Task goal: Give the number of lines in the following entries that contain the word "without", with nothing added.

Data for this exercise:

##############################

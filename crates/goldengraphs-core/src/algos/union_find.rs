//! Disjoint-set forest with path compression and union by rank

use indexmap::IndexMap;
use std::hash::Hash;

/// Union-find over arbitrary hashable elements.
///
/// Elements are created lazily: `find` or `union` on an unseen element makes
/// it a singleton root with rank 0. Nothing here can fail.
#[derive(Debug, Clone)]
pub struct UnionFind<T: Eq + Hash> {
    /// Parent index of each element, by position in the map
    parent: IndexMap<T, usize>,
    rank: Vec<u32>,
    components: usize,
}

impl<T: Eq + Hash> Default for UnionFind<T> {
    fn default() -> Self {
        Self {
            parent: IndexMap::new(),
            rank: Vec::new(),
            components: 0,
        }
    }
}

impl<T: Clone + Eq + Hash> UnionFind<T> {
    pub fn new() -> Self {
        Self::default()
    }

    /// Start with every element of `elements` as its own singleton set.
    pub fn with_elements(elements: impl IntoIterator<Item = T>) -> Self {
        let mut sets = Self::new();
        for element in elements {
            sets.index_of(element);
        }
        sets
    }

    /// Position of `element`, registering it as a new singleton if unseen.
    fn index_of(&mut self, element: T) -> usize {
        let next = self.parent.len();
        let entry = self.parent.entry(element);
        let index = entry.index();
        if index == next {
            entry.or_insert(next);
            self.rank.push(0);
            self.components += 1;
        }
        index
    }

    /// Root index of `index` without rewriting any links.
    fn root(&self, mut index: usize) -> usize {
        while let Some((_, &parent)) = self.parent.get_index(index) {
            if parent == index {
                break;
            }
            index = parent;
        }
        index
    }

    /// Root index of `index`, pointing every node on the way directly at it.
    fn compress(&mut self, index: usize) -> usize {
        let root = self.root(index);

        let mut current = index;
        while current != root {
            let Some((_, parent)) = self.parent.get_index_mut(current) else {
                break;
            };
            let next = *parent;
            *parent = root;
            current = next;
        }
        root
    }

    /// Representative of the set containing `x`.
    ///
    /// Two passes: walk up to the root, then walk the same chain again and
    /// relink each node to the root. Stack use is constant.
    pub fn find(&mut self, x: &T) -> T {
        let index = self.index_of(x.clone());
        let root = self.compress(index);
        self.parent
            .get_index(root)
            .map_or_else(|| x.clone(), |(element, _)| element.clone())
    }

    /// Merge the sets containing `x` and `y`. Returns false if they were
    /// already the same set.
    ///
    /// The lower-rank root goes under the higher-rank one. On a tie `y`'s root
    /// goes under `x`'s root, whose rank grows by one.
    pub fn union(&mut self, x: &T, y: &T) -> bool {
        let x_index = self.index_of(x.clone());
        let y_index = self.index_of(y.clone());
        let x_root = self.compress(x_index);
        let y_root = self.compress(y_index);
        if x_root == y_root {
            return false;
        }

        let (parent, child) = if self.rank[x_root] < self.rank[y_root] {
            (y_root, x_root)
        } else {
            (x_root, y_root)
        };
        if self.rank[x_root] == self.rank[y_root] {
            self.rank[parent] += 1;
        }
        if let Some((_, link)) = self.parent.get_index_mut(child) {
            *link = parent;
        }
        self.components -= 1;
        tracing::trace!(components = self.components, "merged sets");
        true
    }

    /// Whether `x` and `y` are in the same set. Unseen elements are registered.
    pub fn connected(&mut self, x: &T, y: &T) -> bool {
        let x_index = self.index_of(x.clone());
        let y_index = self.index_of(y.clone());
        self.compress(x_index) == self.compress(y_index)
    }

    /// Whether `x` has been seen. Unlike `find`, this never registers it.
    pub fn contains(&self, x: &T) -> bool {
        self.parent.contains_key(x)
    }

    /// Number of elements seen so far.
    pub fn len(&self) -> usize {
        self.parent.len()
    }

    pub fn is_empty(&self) -> bool {
        self.parent.is_empty()
    }

    /// Number of disjoint sets.
    pub fn component_count(&self) -> usize {
        self.components
    }

    /// Members of every set. Sets and members both come in first-seen order.
    pub fn groups(&self) -> Vec<Vec<T>> {
        let mut groups: IndexMap<usize, Vec<T>> = IndexMap::new();
        for (index, element) in self.parent.keys().enumerate() {
            groups
                .entry(self.root(index))
                .or_default()
                .push(element.clone());
        }
        groups.into_values().collect()
    }
}

#[cfg(test)]
mod tests {
    use super::*;
    use std::collections::HashSet;

    /// Test the worked example: three unions leave one component
    #[test]
    fn test_union_find_example() {
        let mut sets = UnionFind::with_elements([1, 2, 3, 4]);
        assert!(sets.union(&1, &2));
        assert!(sets.union(&3, &4));
        assert!(sets.union(&2, &3));

        assert_eq!(sets.find(&1), sets.find(&4));
        assert_eq!(sets.component_count(), 1);
    }

    /// Test that find on an unseen element creates a singleton
    #[test]
    fn test_find_creates_singleton() {
        let mut sets = UnionFind::new();
        assert!(!sets.contains(&"a"));
        assert_eq!(sets.find(&"a"), "a");
        assert!(sets.contains(&"a"));
        assert_eq!(sets.len(), 1);
        assert_eq!(sets.component_count(), 1);
    }

    /// Test that joining an already joined pair reports false
    #[test]
    fn test_union_same_set_returns_false() {
        let mut sets = UnionFind::new();
        assert!(sets.union(&"a", &"b"));
        assert!(!sets.union(&"b", &"a"));
        assert!(!sets.union(&"a", &"a"));
        assert_eq!(sets.component_count(), 1);
    }

    /// Test that find is idempotent and agrees across a set
    #[test]
    fn test_find_idempotent() {
        let mut sets = UnionFind::new();
        for i in 0..10u32 {
            sets.union(&i, &(i + 1));
        }
        let root = sets.find(&7);
        assert_eq!(sets.find(&7), root);
        for i in 0..=10u32 {
            assert_eq!(sets.find(&i), root);
        }
    }

    /// Test that equal ranks keep x's root and higher rank wins otherwise
    #[test]
    fn test_union_by_rank() {
        let mut sets = UnionFind::new();
        sets.union(&"a", &"b");
        assert_eq!(sets.find(&"b"), "a");

        // {a, b} has rank 1, so it absorbs the singleton c even as y.
        sets.union(&"c", &"a");
        assert_eq!(sets.find(&"c"), "a");
    }

    /// Test that a single find points the whole chain at the root
    #[test]
    fn test_path_compression_flattens_chain() {
        let mut sets = UnionFind::with_elements(0..10u32);
        for i in 1..10usize {
            sets.parent[i] = i - 1;
        }

        assert_eq!(sets.find(&9), 0);
        for i in 0..10usize {
            assert_eq!(sets.parent[i], 0, "element {i} should link to the root");
        }
    }

    /// Test that deep chains do not grow the stack
    #[test]
    fn test_long_chain_iterative() {
        let mut sets = UnionFind::with_elements(0..100_000u32);
        // Link by hand into one long chain to bypass union by rank.
        for i in 1..100_000usize {
            sets.parent[i] = i - 1;
        }
        assert_eq!(sets.find(&99_999), 0);
        assert_eq!(sets.find(&50_000), 0);
    }

    /// Test k groups over n elements give exactly k distinct roots
    #[test]
    fn test_distinct_roots_match_components() {
        let mut sets = UnionFind::with_elements(0..12u32);
        for (x, y) in [(0, 1), (1, 2), (3, 4), (5, 6), (6, 7), (7, 8), (10, 11)] {
            sets.union(&x, &y);
        }

        let roots: HashSet<u32> = (0..12u32).map(|i| sets.find(&i)).collect();
        assert_eq!(roots.len(), 5);
        assert_eq!(sets.component_count(), 5);
    }

    /// Test that connected checks membership without merging
    #[test]
    fn test_connected() {
        let mut sets = UnionFind::new();
        sets.union(&"x", &"y");
        assert!(sets.connected(&"x", &"y"));
        assert!(!sets.connected(&"x", &"z"));
        assert_eq!(sets.component_count(), 2);
    }

    /// Test that groups list members in first-seen order
    #[test]
    fn test_groups() {
        let mut sets = UnionFind::with_elements(["a", "b", "c", "d", "e"]);
        sets.union(&"d", &"b");
        sets.union(&"e", &"a");

        assert_eq!(
            sets.groups(),
            vec![vec!["a", "e"], vec!["b", "d"], vec!["c"]]
        );
    }

    /// Test the empty structure
    #[test]
    fn test_empty() {
        let sets: UnionFind<u8> = UnionFind::new();
        assert!(sets.is_empty());
        assert_eq!(sets.component_count(), 0);
        assert!(sets.groups().is_empty());
    }
}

##############################

Finished task: 2